Items from a data source:
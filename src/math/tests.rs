use super::*;

fn approx_eq(a: f64, b: f64, tol: f64) {
    assert!(
        (a - b).abs() < tol,
        "approx_eq failed: {a} vs {b}, diff = {}, tol = {tol}",
        (a - b).abs()
    );
}

/// Samples `[lo, hi]` at `step`.
fn sweep(lo: f64, hi: f64, step: f64) -> impl Iterator<Item = f64> {
    let n = ((hi - lo) / step) as usize;
    (0..=n).map(move |i| lo + i as f64 * step)
}

const TOL: f64 = 1e-4;

// =====================================================================
// runtime vs const equivalence
// =====================================================================

#[test]
fn sin_cos_agree_over_two_turns() {
    for x in sweep(-TWO_PI, TWO_PI, 0.001) {
        approx_eq(ConstEval(x).sin().get(), sin(x), TOL);
        approx_eq(ConstEval(x).cos().get(), cos(x), TOL);
    }
}

#[test]
fn tan_agrees_away_from_asymptotes() {
    for x in sweep(-1.4, 1.4, 0.001) {
        approx_eq(ConstEval(x).tan().get(), tan(x), TOL);
    }
}

#[test]
fn inverse_trig_agrees() {
    for x in sweep(-1.0, 1.0, 0.001) {
        approx_eq(ConstEval(x).asin().get(), asin(x), TOL);
        approx_eq(ConstEval(x).acos().get(), acos(x), TOL);
    }
    for x in sweep(-50.0, 50.0, 0.01) {
        approx_eq(ConstEval(x).atan().get(), atan(x), TOL);
    }
}

#[test]
fn atan2_agrees_on_circle() {
    for theta in sweep(-3.14, 3.14, 0.001) {
        let (y, x) = (2.5 * theta.sin(), 2.5 * theta.cos());
        approx_eq(ConstEval(y).atan2(ConstEval(x)).get(), atan2(y, x), TOL);
    }
}

#[test]
fn sqrt_and_pow_agree() {
    for x in sweep(0.0, 100.0, 0.01) {
        approx_eq(ConstEval(x).sqrt().get(), sqrt(x), TOL);
    }
    for b in sweep(0.1, 10.0, 0.1) {
        for e in [0.5, 1.0, 2.0, 3.0, 0.25] {
            approx_eq(ConstEval(b).pow(ConstEval(e)).get(), pow(b, e), TOL);
        }
    }
}

#[test]
fn fmod_agrees_away_from_multiples() {
    // a/b never lands close to an integer for these samples
    for a in sweep(-10.0, 10.0, 0.25) {
        let a = a + 0.1;
        approx_eq(ConstEval(a).fmod(ConstEval(1.5)).get(), fmod(a, 1.5), TOL);
    }
}

#[test]
fn rounding_agrees() {
    for x in sweep(-20.0, 20.0, 0.05) {
        let x = x + 0.013;
        assert_eq!(ConstEval(x).ceil().get(), ceil(x), "ceil({x})");
        assert_eq!(ConstEval(x).floor().get(), floor(x), "floor({x})");
        assert_eq!(ConstEval(x).trunc().get(), trunc(x), "trunc({x})");
        assert_eq!(ConstEval(x).round().get(), round(x), "round({x})");
        assert_eq!(ConstEval(x).abs().get(), abs(x), "abs({x})");
        assert_eq!(ConstEval(x).sign().get(), sign(x), "sign({x})");
    }
}

#[test]
fn half_way_rounding_matches() {
    for x in [-3.5f64, -2.5, -0.5, 0.5, 1.5, 2.5] {
        assert_eq!(ConstEval(x).round().get(), round(x));
    }
}

#[test]
fn f32_paths_agree() {
    for i in -600..=600 {
        let x = i as f32 * 0.01;
        assert!((ConstEval(x).sin().get() - sin(x)).abs() < 1e-4);
        assert!((ConstEval(x).cos().get() - cos(x)).abs() < 1e-4);
    }
}

// =====================================================================
// sign
// =====================================================================

#[test]
fn sign_exact_values() {
    assert_eq!(sign(-0.001_f64), -1.0);
    assert_eq!(sign(1e-300_f64), 1.0);
    assert_eq!(sign(0.0_f64), 0.0);
    assert_eq!(sign(-0.0_f64), 0.0);
    assert_eq!(sign(f64::NAN), 0.0);
    assert_eq!(sign(f64::NEG_INFINITY), -1.0);
}

#[test]
fn sign_integers() {
    assert_eq!(sign(-12_i32), -1);
    assert_eq!(sign(0_i64), 0);
    assert_eq!(sign(9_u8), 1);
}

// =====================================================================
// constants
// =====================================================================

#[test]
fn generic_constants() {
    approx_eq(pi::<f64>(), PI, 1e-15);
    approx_eq(two_pi::<f64>(), TWO_PI, 1e-15);
    approx_eq(half_pi::<f64>(), HALF_PI, 1e-15);
    assert!((two_pi::<f32>() - core::f32::consts::TAU).abs() < 1e-6);
}
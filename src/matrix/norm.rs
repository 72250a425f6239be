use crate::math::{series, ConstEval};
use crate::matrix::vector::Vector;
use crate::traits::{FloatScalar, Scalar};
use crate::Matrix;

// ── Vector metrics ──────────────────────────────────────────────────

impl<T: Scalar, const N: usize> Vector<T, N> {
    /// Squared length (dot product with self). No sqrt, works with integers.
    pub fn square_length(&self) -> T {
        self.dot(self)
    }
}

impl<T: FloatScalar, const N: usize> Vector<T, N> {
    /// Euclidean length.
    pub fn length(&self) -> T {
        self.square_length().sqrt()
    }

    /// Return a unit vector in the same direction.
    ///
    /// A zero vector yields NaN components.
    pub fn normalized(&self) -> Self {
        *self / self.length()
    }

    /// Euclidean distance between two points.
    pub fn distance(&self, other: &Self) -> T {
        (*other - *self).length()
    }

    /// Unsigned angle between two vectors, in radians: `acos(a·b / (|a||b|))`.
    ///
    /// ```
    /// use vlk_common::Vector2;
    /// let a = Vector2::from_array([1.0_f64, 0.0]);
    /// let b = Vector2::from_array([0.0, 3.0]);
    /// assert!((a.angle_between(&b) - core::f64::consts::FRAC_PI_2).abs() < 1e-12);
    /// ```
    pub fn angle_between(&self, other: &Self) -> T {
        (self.dot(other) / (self.length() * other.length())).acos()
    }

    /// Linear interpolation `a + t·(b − a)`. `t` is not clamped.
    pub fn lerp(&self, other: &Self, t: T) -> Self {
        *self + (*other - *self) * t
    }
}

// ── Compile-time forms ──────────────────────────────────────────────

macro_rules! impl_const_metrics {
    ($($t:ty),*) => {
        $(
            #[allow(clippy::unnecessary_cast)]
            impl<const N: usize> ConstEval<Vector<$t, N>> {
                pub const fn dot(self, rhs: Self) -> $t {
                    let mut sum = 0.0;
                    let mut i = 0;
                    while i < N {
                        sum = sum + self.0.data[i][0] * rhs.0.data[i][0];
                        i += 1;
                    }
                    sum
                }

                pub const fn square_length(self) -> $t {
                    self.dot(self)
                }

                pub const fn length(self) -> $t {
                    series::sqrt(self.square_length() as f64) as $t
                }

                pub const fn normalized(self) -> Self {
                    self.div_scalar(self.length())
                }

                pub const fn distance(self, other: Self) -> $t {
                    other.sub(self).length()
                }

                pub const fn angle_between(self, other: Self) -> $t {
                    let cos = self.dot(other) / (self.length() * other.length());
                    series::acos(cos as f64) as $t
                }

                pub const fn lerp(self, other: Self, t: $t) -> Self {
                    self.add(other.sub(self).mul_scalar(t))
                }
            }
        )*
    };
}

impl_const_metrics!(f32, f64);

// ── Matrix norms ────────────────────────────────────────────────────

impl<T: FloatScalar, const M: usize, const N: usize> Matrix<T, M, N> {
    /// Largest absolute elementwise difference, for approximate comparisons.
    ///
    /// ```
    /// use vlk_common::Matrix;
    /// let a = Matrix::new([[1.0_f64, 2.0], [3.0, 4.0]]);
    /// let b = Matrix::new([[1.0, 2.5], [2.0, 4.0]]);
    /// assert_eq!(a.max_abs_diff(&b), 1.0);
    /// ```
    pub fn max_abs_diff(&self, other: &Self) -> T {
        let mut max = T::zero();
        for i in 0..M {
            for j in 0..N {
                let d = (self[(i, j)] - other[(i, j)]).abs();
                if d > max {
                    max = d;
                }
            }
        }
        max
    }
}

Task to complete>
Search the entries above for the word "crate" and copy each line where it appears.

Response to this exercise>
use crate::math::{series, ConstEval};
use crate::matrix::vector::Vector;
use crate::traits::{FloatScalar, Scalar};
use crate::Matrix;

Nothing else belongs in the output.